Practical Wisdom for the Parenting Journey: Introducing Two Amazing Speakers

Michael Kris
The Rivers School
Published in
3 min readOct 11, 2018

As a parent, I am always on the lookout for mentors — people who can help me respond a little more purposefully, responsively, and wisely to the ups and downs inherent in raising kids. I find mentors in friends and family. And I find them in experts who have spent years studying aspects of human development and who know how to translate their wisdom to a broader audience.

Two such expert mentors will visit Rivers this month to talk to our parent body. On October 18, renowned adolescent psychotherapist and author Katie Hurley will offer insights into helping our kids navigate social and emotional struggles, practice forgiveness and empathy, and manage stress and anxiety. On October 23, Harvard professor Donna Hicks will discuss human dignity and how understanding this concept can transform relationships. Both events start at 7pm in the Kraft Dining Hall.

To prime the pump, I wanted to share a piece of wisdom from each author.

In a recent interview for MindShift, Katie Hurley described what kids want most from their parents in the face of stressors:

When Hurley asks her patients what they want from their parents, the response is almost always the same: “Listen and ask questions.”

“As parents, we are not great listeners,” said Hurley, “We are very busy, constantly trying to multitask. And we are often disconnected from kids because we are connected digitally.”

When kids come to us with a problem, we tend to bounce between extremes — either dismissing their concerns as “no big deal” or jumping in to solve their problems for them. Both take less time than the alternative: guiding and supporting them as they solve their own problems.

“They need to know that it’s totally acceptable and normal to struggle at times,” said Hurley, “and we want them to come to us with their concerns. But we need to remember that parenting is about guidance, not controlling.”

In an article for Psychology Today, Donna Hicks shared this insight about how understanding dignity helps relationships:

Regardless of where in the world my work takes me, few people understand the true meaning of dignity, and even fewer realize the extraordinary impact it has on our lives and relationships . . .

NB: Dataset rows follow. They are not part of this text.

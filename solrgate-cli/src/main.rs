use anyhow::{Context, Result};
use clap::{Args, Parser, Subcommand};
use serde_json::{Map, Value};
use std::path::PathBuf;
use std::sync::Arc;
use tracing_subscriber::{layer::SubscriberExt, util::SubscriberInitExt, Layer};

use solrgate::query::{FuzzyQuerySpec, SortExpression, TableQuery};
use solrgate::schema::{SchemaLoader, SchemaProvider, SchemaRegistry};
use solrgate::{Config, SolrConnector, Table};

#[derive(Parser, Debug)]
#[command(name = "solrgate")]
#[command(about = "Query and index Apache Solr cores through caller-defined schemas")]
#[command(version)]
struct Cli {
    /// Configuration file path (default: ~/.solrgate/config.toml)
    #[arg(short, long, global = true)]
    config: Option<PathBuf>,

    /// Directory of *.yaml schema definitions, overrides the config file
    #[arg(long, global = true)]
    schemas_dir: Option<PathBuf>,

    #[command(subcommand)]
    command: Commands,
}

/// Options shared by every query subcommand
#[derive(Args, Debug)]
struct QueryArgs {
    /// Core/index name
    #[arg(long)]
    core: String,

    /// Solr query string, passed through verbatim
    #[arg(short, long)]
    query: Option<String>,

    /// Sort expression, e.g. '{"sorts":[{"fieldName":"price","isAscending":false}]}'
    #[arg(long)]
    sort: Option<String>,

    /// Schema used to shape the results
    #[arg(short, long)]
    schema: String,
}

/// `[start, stop)` result window
#[derive(Args, Debug)]
struct WindowArgs {
    /// fq parameter, passed through verbatim
    #[arg(long)]
    filter: Option<String>,

    #[arg(long)]
    start: i64,

    #[arg(long)]
    stop: i64,
}

#[derive(Subcommand, Debug)]
enum Commands {
    /// Print the number of matching documents
    Count {
        #[command(flatten)]
        query: QueryArgs,

        /// fq parameter, passed through verbatim
        #[arg(long)]
        filter: Option<String>,
    },

    /// Search with a row cap and an optional post-fetch table filter
    Search {
        #[command(flatten)]
        query: QueryArgs,

        /// Table query applied to the fetched rows, e.g. '{"filters":{"type":"EQ","fieldName":"inStock","value":true}}'
        #[arg(long)]
        post_filter: Option<String>,

        /// Maximum rows to return (default 500)
        #[arg(long)]
        max_rows: Option<usize>,
    },

    /// Search returning up to 500 rows with optional similarity expansion
    Boosted {
        #[command(flatten)]
        query: QueryArgs,

        /// fq parameter, passed through verbatim
        #[arg(long)]
        filter: Option<String>,

        /// Enable "more like this" similarity
        #[arg(long)]
        similarity: bool,

        /// Fields and boosts, e.g. "title^2 subject"
        #[arg(long, default_value = "")]
        boost_fields: String,
    },

    /// Fetch rows [start, stop)
    Paged {
        #[command(flatten)]
        query: QueryArgs,

        #[command(flatten)]
        window: WindowArgs,
    },

    /// Fetch rows [start, stop) with matches highlighted
    Highlight {
        #[command(flatten)]
        query: QueryArgs,

        #[command(flatten)]
        window: WindowArgs,
    },

    /// Fuzzy term search
    Fuzzy {
        #[arg(long)]
        core: String,

        #[arg(short, long)]
        schema: String,

        /// Field to match against
        #[arg(long)]
        field: String,

        #[arg(long)]
        default_field: String,

        #[arg(long)]
        term: String,

        #[arg(long, default_value = "0")]
        prefix_length: String,

        #[arg(long, default_value = "2")]
        max_edits: String,

        #[arg(long, default_value = "50")]
        max_expansions: String,

        #[arg(long, default_value_t = true, action = clap::ArgAction::Set)]
        transpositions: bool,
    },

    /// Index one document given as a JSON object
    Index {
        #[arg(long)]
        core: String,

        /// Document fields, e.g. '{"id":"1","title":"Widget"}'
        #[arg(short, long)]
        document: String,
    },

    /// Index every object of a JSON array file, shaped by a schema
    IndexBulk {
        #[arg(long)]
        core: String,

        #[arg(short, long)]
        schema: String,

        /// JSON file holding an array of objects
        #[arg(short, long)]
        file: PathBuf,
    },

    /// Merge the core's field catalogue into a schema and save it
    SyncSchema {
        #[arg(long)]
        core: String,

        #[arg(short, long)]
        schema: String,
    },
}

fn init_tracing(config: &Config) {
    let filter = tracing_subscriber::EnvFilter::new(
        std::env::var("RUST_LOG").unwrap_or_else(|_| config.logging.level.clone()),
    );
    let format = std::env::var("LOG_FORMAT").unwrap_or_else(|_| config.logging.format.clone());

    // Logs go to stderr so stdout stays machine-readable
    let layer = if format == "json" {
        tracing_subscriber::fmt::layer()
            .json()
            .with_writer(std::io::stderr)
            .boxed()
    } else {
        tracing_subscriber::fmt::layer()
            .with_writer(std::io::stderr)
            .boxed()
    };

    tracing_subscriber::registry().with(filter).with(layer).init();
}

fn load_config(cli: &Cli) -> Result<Config> {
    let mut config = match &cli.config {
        Some(path) => Config::load_or_create(path)
            .with_context(|| format!("loading config from {}", path.display()))?,
        None => Config::load().context("loading default config")?,
    };
    if let Some(dir) = &cli.schemas_dir {
        config.schemas_dir = dir.clone();
    }
    Ok(config)
}

fn parse_sort(raw: Option<&str>) -> Result<Option<SortExpression>> {
    raw.map(|s| SortExpression::from_json(s).context("invalid sort expression"))
        .transpose()
}

fn print_table(table: &Table) -> Result<()> {
    println!("{}", serde_json::to_string_pretty(&table.to_documents())?);
    Ok(())
}

#[tokio::main]
async fn main() -> Result<()> {
    let cli = Cli::parse();
    let config = load_config(&cli)?;
    init_tracing(&config);

    std::fs::create_dir_all(&config.schemas_dir)
        .with_context(|| format!("creating {}", config.schemas_dir.display()))?;
    let loader = SchemaLoader::new(&config.schemas_dir);
    let registry = Arc::new(SchemaRegistry::with_schemas(loader.load_all()?));
    tracing::debug!(schemas = ?registry.names(), "Loaded schemas");

    let connector = SolrConnector::from_config(&config, registry.clone());

    match cli.command {
        Commands::Count { query, filter } => {
            let sort = parse_sort(query.sort.as_deref())?;
            let count = connector
                .count_matches(
                    &query.core,
                    query.query.as_deref(),
                    sort.as_ref(),
                    filter.as_deref(),
                    &query.schema,
                )
                .await?;
            println!("{}", count);
        }
        Commands::Search {
            query,
            post_filter,
            max_rows,
        } => {
            let sort = parse_sort(query.sort.as_deref())?;
            let post_filter = post_filter
                .as_deref()
                .map(|f| TableQuery::from_json(f).context("invalid post filter"))
                .transpose()?;
            let table = connector
                .search(
                    &query.core,
                    query.query.as_deref(),
                    sort.as_ref(),
                    post_filter.as_ref(),
                    &query.schema,
                    max_rows,
                )
                .await?;
            print_table(&table)?;
        }
        Commands::Boosted {
            query,
            filter,
            similarity,
            boost_fields,
        } => {
            let sort = parse_sort(query.sort.as_deref())?;
            let table = connector
                .boosted_search(
                    &query.core,
                    query.query.as_deref(),
                    sort.as_ref(),
                    filter.as_deref(),
                    &query.schema,
                    similarity,
                    &boost_fields,
                )
                .await?;
            print_table(&table)?;
        }
        Commands::Paged { query, window } => {
            let sort = parse_sort(query.sort.as_deref())?;
            let table = connector
                .paged_search(
                    &query.core,
                    query.query.as_deref(),
                    sort.as_ref(),
                    window.filter.as_deref(),
                    &query.schema,
                    window.start,
                    window.stop,
                )
                .await?;
            print_table(&table)?;
        }
        Commands::Highlight { query, window } => {
            let sort = parse_sort(query.sort.as_deref())?;
            let table = connector
                .paged_highlighted_search(
                    &query.core,
                    query.query.as_deref(),
                    sort.as_ref(),
                    window.filter.as_deref(),
                    &query.schema,
                    window.start,
                    window.stop,
                )
                .await?;
            print_table(&table)?;
        }
        Commands::Fuzzy {
            core,
            schema,
            field,
            default_field,
            term,
            prefix_length,
            max_edits,
            max_expansions,
            transpositions,
        } => {
            let spec = FuzzyQuerySpec::parse(
                &field,
                &default_field,
                &term,
                &prefix_length,
                &max_edits,
                &max_expansions,
                transpositions,
            )?;
            let table = connector.fuzzy_search(&core, &schema, &spec).await?;
            print_table(&table)?;
        }
        Commands::Index { core, document } => {
            let fields: Map<String, Value> =
                serde_json::from_str(&document).context("document must be a JSON object")?;
            connector.index_document(&core, &fields).await?;
        }
        Commands::IndexBulk { core, schema, file } => {
            let content = std::fs::read_to_string(&file)
                .with_context(|| format!("reading {}", file.display()))?;
            let objects: Vec<Map<String, Value>> =
                serde_json::from_str(&content).context("file must hold a JSON array of objects")?;
            let table = Table::from_json_rows(registry.lookup(&schema)?, &objects)?;
            connector.index_documents(&core, &table).await?;
            tracing::info!(core = %core, rows = table.len(), "Bulk index complete");
        }
        Commands::SyncSchema { core, schema } => {
            let table = connector.sync_schema(&core, &schema).await?;
            let path = loader.save_schema(table.schema())?;
            tracing::info!(schema = %schema, path = %path.display(), "Saved schema");
            println!("{}", serde_json::to_string_pretty(table.schema())?);
        }
    }

    Ok(())
}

. . . After people learn about dignity, a remarkable thing happens. Everyone recognizes that we all have a deep, human desire to be treated as something of value. I believe that it is our highest common denominator.

This shared desire for dignity transcends all of our differences, putting our common human identity above all else. While our uniqueness is important, history has shown us that if we don’t take the next step toward recognizing our shared identity, conflicts in our workplace, our personal lives, and between nations will continue to abound.

The glue that holds all of our relationships together is the mutual recognition of the desire to be seen, heard, listened to, and treated fairly; to be recognized, understood, and to feel safe in the world. When our identity is accepted and we feel included, we are granted a sense of freedom and independence and a life filled with hope and possibility. And when we are given an apology when someone does us harm, we recognize that even when we fall short of being our best selves, there is always a way to reconnect. “I’m sorry” are two of the most powerful words anyone can utter.

I’ll be in the audience for both, wearing my educator hat and my parent hat. . . and I really hope you’ll be able to join in as well.